* [TO DO]: Extract each line holding the word "longitude" from the entries.

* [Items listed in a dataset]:
++++++++++++++++++++
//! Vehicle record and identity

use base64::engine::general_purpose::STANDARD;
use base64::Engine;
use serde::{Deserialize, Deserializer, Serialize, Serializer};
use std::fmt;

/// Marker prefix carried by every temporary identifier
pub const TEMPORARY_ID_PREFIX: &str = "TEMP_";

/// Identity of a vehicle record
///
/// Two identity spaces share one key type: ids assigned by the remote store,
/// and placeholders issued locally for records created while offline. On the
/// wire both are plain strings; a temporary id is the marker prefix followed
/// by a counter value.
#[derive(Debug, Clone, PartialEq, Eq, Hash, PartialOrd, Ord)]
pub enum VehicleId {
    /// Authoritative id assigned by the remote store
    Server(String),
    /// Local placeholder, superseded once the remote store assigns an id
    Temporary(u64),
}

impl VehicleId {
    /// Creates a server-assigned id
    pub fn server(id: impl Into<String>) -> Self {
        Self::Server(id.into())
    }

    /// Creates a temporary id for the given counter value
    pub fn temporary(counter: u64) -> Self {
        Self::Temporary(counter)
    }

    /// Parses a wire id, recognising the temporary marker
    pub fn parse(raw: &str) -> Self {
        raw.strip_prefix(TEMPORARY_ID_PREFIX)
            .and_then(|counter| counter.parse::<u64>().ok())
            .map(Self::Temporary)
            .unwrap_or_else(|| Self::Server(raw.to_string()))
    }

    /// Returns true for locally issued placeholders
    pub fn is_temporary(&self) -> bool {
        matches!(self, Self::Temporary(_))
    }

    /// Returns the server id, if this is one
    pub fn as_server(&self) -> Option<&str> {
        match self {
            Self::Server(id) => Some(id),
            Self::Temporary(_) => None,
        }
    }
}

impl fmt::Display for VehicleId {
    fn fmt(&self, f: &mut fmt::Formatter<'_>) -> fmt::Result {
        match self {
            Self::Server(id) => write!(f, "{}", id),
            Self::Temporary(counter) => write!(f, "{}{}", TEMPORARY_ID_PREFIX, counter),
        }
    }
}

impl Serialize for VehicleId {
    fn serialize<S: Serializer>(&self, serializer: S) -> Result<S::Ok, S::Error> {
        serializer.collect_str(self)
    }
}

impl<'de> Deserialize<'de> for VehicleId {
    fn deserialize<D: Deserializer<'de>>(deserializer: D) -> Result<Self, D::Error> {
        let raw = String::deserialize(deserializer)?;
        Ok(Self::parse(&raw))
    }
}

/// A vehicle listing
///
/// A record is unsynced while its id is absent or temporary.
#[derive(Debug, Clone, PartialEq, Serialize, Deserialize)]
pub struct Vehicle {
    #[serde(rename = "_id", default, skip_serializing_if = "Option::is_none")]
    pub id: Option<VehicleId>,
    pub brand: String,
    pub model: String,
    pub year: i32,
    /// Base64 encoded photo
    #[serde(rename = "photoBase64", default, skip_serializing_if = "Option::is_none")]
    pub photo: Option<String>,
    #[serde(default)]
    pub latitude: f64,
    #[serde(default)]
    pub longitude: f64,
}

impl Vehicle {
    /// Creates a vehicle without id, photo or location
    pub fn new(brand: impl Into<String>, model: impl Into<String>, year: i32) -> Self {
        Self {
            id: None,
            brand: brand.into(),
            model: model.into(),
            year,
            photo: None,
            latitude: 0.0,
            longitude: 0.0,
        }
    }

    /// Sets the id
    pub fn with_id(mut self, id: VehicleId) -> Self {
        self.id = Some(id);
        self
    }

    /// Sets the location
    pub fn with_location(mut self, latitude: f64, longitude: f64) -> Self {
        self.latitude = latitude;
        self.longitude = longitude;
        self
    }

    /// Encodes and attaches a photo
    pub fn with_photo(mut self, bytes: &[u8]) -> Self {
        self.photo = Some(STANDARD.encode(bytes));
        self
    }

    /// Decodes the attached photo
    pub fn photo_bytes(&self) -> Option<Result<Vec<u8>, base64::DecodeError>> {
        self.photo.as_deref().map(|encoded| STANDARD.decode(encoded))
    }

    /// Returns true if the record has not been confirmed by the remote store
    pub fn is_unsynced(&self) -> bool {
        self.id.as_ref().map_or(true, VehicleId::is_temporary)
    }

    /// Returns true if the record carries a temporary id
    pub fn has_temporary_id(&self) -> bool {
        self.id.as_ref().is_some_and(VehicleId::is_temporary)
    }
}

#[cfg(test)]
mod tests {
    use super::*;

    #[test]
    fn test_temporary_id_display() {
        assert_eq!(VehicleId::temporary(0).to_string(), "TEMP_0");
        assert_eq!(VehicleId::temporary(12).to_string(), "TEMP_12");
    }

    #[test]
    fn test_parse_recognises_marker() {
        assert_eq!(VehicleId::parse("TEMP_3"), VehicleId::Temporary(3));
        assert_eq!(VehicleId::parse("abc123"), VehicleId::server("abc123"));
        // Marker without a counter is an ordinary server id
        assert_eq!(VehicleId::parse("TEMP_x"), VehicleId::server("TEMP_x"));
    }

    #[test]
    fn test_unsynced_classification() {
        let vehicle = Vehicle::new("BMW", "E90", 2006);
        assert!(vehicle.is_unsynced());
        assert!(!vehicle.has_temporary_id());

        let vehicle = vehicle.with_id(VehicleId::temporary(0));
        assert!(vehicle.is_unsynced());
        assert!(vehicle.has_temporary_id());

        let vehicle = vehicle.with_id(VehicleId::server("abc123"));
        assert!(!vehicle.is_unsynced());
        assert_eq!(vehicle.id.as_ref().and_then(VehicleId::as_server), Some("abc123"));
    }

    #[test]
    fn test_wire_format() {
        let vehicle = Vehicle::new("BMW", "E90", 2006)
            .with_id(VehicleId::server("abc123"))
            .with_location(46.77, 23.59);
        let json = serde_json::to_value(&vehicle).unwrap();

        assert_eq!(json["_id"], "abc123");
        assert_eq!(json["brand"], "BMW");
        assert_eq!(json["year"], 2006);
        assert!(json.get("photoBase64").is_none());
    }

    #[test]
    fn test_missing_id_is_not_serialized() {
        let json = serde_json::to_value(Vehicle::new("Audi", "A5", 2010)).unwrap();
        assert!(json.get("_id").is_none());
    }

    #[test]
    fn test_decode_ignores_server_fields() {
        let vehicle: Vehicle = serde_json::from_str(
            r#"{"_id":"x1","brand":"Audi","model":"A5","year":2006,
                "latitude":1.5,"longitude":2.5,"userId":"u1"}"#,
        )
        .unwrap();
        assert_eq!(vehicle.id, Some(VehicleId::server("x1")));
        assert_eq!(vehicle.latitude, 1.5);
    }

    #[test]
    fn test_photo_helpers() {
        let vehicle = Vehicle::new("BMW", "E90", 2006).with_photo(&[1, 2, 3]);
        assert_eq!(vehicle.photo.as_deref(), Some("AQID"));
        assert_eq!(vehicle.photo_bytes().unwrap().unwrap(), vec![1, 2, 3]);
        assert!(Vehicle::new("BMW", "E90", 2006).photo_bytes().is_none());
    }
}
++++++++++++++++++++
* [FINISHED TASK]:
    pub longitude: f64,
            longitude: 0.0,
    pub fn with_location(mut self, latitude: f64, longitude: f64) -> Self {
        self.longitude = longitude;
                "latitude":1.5,"longitude":2.5,"userId":"u1"}"#,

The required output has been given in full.